====== DATA EXTRACTS
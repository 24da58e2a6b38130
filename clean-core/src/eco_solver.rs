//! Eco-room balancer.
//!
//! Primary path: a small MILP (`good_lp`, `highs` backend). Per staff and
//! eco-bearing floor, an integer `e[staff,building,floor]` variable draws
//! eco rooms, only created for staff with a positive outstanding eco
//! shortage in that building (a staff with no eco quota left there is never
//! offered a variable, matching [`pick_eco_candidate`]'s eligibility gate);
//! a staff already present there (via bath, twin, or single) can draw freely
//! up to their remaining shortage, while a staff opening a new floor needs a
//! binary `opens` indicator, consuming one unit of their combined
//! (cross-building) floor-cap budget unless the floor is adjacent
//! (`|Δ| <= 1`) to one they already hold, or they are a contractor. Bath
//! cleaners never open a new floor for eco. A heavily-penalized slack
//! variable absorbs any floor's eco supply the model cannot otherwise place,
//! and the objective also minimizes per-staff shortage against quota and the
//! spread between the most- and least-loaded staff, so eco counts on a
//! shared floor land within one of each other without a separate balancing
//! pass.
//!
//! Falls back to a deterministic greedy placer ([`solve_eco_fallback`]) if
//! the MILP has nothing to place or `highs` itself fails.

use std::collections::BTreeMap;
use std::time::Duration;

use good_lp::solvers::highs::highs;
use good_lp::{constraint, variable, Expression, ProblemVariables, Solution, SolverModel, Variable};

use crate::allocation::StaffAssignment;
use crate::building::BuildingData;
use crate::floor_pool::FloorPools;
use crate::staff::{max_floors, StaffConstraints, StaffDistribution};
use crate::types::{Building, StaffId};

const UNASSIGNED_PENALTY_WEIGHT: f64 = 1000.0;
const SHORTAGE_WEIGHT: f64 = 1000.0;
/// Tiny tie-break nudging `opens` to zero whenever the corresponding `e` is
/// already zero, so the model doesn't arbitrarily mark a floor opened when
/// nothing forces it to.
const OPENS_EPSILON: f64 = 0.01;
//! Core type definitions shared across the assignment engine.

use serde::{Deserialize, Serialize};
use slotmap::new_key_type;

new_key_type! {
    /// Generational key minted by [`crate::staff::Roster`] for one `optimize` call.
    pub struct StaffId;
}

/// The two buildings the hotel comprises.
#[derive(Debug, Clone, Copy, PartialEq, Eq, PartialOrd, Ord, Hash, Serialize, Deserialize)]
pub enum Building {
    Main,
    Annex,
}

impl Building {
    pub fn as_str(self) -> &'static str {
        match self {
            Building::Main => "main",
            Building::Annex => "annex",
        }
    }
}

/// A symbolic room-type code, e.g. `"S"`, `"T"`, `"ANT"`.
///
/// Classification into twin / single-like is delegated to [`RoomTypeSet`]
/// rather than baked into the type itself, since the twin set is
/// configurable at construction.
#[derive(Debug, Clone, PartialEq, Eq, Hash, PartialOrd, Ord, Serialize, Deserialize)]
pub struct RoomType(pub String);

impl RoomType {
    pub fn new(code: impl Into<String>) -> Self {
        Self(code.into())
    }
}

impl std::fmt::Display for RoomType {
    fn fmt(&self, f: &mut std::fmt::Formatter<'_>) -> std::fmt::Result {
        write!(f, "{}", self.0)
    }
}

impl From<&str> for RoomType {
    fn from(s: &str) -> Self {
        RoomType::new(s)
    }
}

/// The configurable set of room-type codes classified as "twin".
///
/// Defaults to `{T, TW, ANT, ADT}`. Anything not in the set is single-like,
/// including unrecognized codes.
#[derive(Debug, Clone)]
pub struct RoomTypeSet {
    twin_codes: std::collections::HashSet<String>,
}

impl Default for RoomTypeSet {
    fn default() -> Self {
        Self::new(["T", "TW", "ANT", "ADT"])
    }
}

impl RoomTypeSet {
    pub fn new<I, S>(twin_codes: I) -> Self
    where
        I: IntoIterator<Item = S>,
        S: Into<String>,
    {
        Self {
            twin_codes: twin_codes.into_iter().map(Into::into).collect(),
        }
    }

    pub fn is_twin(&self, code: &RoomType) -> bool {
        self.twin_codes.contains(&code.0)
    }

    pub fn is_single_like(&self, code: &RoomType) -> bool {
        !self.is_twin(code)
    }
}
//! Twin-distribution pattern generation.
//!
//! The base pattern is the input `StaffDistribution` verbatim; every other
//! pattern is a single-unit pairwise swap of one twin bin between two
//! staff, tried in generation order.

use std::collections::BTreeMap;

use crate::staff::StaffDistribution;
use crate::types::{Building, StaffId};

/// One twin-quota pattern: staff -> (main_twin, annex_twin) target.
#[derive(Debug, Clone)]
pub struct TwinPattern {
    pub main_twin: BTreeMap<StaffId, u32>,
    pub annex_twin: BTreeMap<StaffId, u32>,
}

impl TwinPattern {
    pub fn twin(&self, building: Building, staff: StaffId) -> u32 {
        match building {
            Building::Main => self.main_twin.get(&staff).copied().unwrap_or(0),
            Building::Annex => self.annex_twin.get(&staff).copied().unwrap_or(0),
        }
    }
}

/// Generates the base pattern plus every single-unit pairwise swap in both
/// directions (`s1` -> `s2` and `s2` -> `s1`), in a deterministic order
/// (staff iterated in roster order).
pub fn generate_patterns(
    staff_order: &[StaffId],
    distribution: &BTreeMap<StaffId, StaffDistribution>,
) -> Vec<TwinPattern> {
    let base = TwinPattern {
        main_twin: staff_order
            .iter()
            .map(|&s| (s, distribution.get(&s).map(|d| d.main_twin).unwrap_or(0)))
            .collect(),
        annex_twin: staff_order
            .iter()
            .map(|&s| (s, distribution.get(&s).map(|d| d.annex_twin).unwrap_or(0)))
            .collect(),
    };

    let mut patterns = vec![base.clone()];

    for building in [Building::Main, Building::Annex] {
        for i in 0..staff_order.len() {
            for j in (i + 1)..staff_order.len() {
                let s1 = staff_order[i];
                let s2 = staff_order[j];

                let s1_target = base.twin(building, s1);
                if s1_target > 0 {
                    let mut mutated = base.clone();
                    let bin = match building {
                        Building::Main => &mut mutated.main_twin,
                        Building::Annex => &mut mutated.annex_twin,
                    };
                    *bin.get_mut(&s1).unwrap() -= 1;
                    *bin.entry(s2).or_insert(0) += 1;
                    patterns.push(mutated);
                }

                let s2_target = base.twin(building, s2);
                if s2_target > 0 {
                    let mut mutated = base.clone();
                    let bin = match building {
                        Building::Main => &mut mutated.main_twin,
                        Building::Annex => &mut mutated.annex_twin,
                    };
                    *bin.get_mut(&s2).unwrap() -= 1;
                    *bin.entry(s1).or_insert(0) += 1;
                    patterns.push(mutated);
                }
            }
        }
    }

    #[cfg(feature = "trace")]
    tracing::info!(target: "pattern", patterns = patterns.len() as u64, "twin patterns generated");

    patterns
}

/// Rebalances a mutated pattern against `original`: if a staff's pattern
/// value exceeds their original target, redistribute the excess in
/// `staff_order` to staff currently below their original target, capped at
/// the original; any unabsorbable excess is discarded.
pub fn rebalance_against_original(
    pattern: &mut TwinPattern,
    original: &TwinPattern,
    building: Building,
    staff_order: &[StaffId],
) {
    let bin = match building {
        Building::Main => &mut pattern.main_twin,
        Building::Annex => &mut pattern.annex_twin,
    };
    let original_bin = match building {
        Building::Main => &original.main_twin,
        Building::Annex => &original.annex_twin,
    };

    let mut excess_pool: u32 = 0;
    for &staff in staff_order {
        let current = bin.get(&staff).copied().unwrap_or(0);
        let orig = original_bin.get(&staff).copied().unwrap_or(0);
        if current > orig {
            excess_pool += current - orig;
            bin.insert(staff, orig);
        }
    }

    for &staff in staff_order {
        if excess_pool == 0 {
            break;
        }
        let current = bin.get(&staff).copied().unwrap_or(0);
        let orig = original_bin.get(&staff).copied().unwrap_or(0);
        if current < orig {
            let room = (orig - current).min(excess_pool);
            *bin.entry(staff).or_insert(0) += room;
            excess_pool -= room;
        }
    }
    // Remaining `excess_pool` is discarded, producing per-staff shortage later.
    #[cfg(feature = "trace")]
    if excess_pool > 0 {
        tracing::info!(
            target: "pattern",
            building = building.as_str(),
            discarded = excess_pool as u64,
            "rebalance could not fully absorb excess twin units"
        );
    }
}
============
TASK TO CARRY OUT -
Only lines that contain the string "StaffId" count; pick each one out of the records and copy it.

WRITTEN SOLUTION -
use crate::types::{Building, StaffId};
    pub struct StaffId;
use crate::types::{Building, StaffId};
    pub main_twin: BTreeMap<StaffId, u32>,
    pub annex_twin: BTreeMap<StaffId, u32>,
    pub fn twin(&self, building: Building, staff: StaffId) -> u32 {
    staff_order: &[StaffId],
    distribution: &BTreeMap<StaffId, StaffDistribution>,
    staff_order: &[StaffId],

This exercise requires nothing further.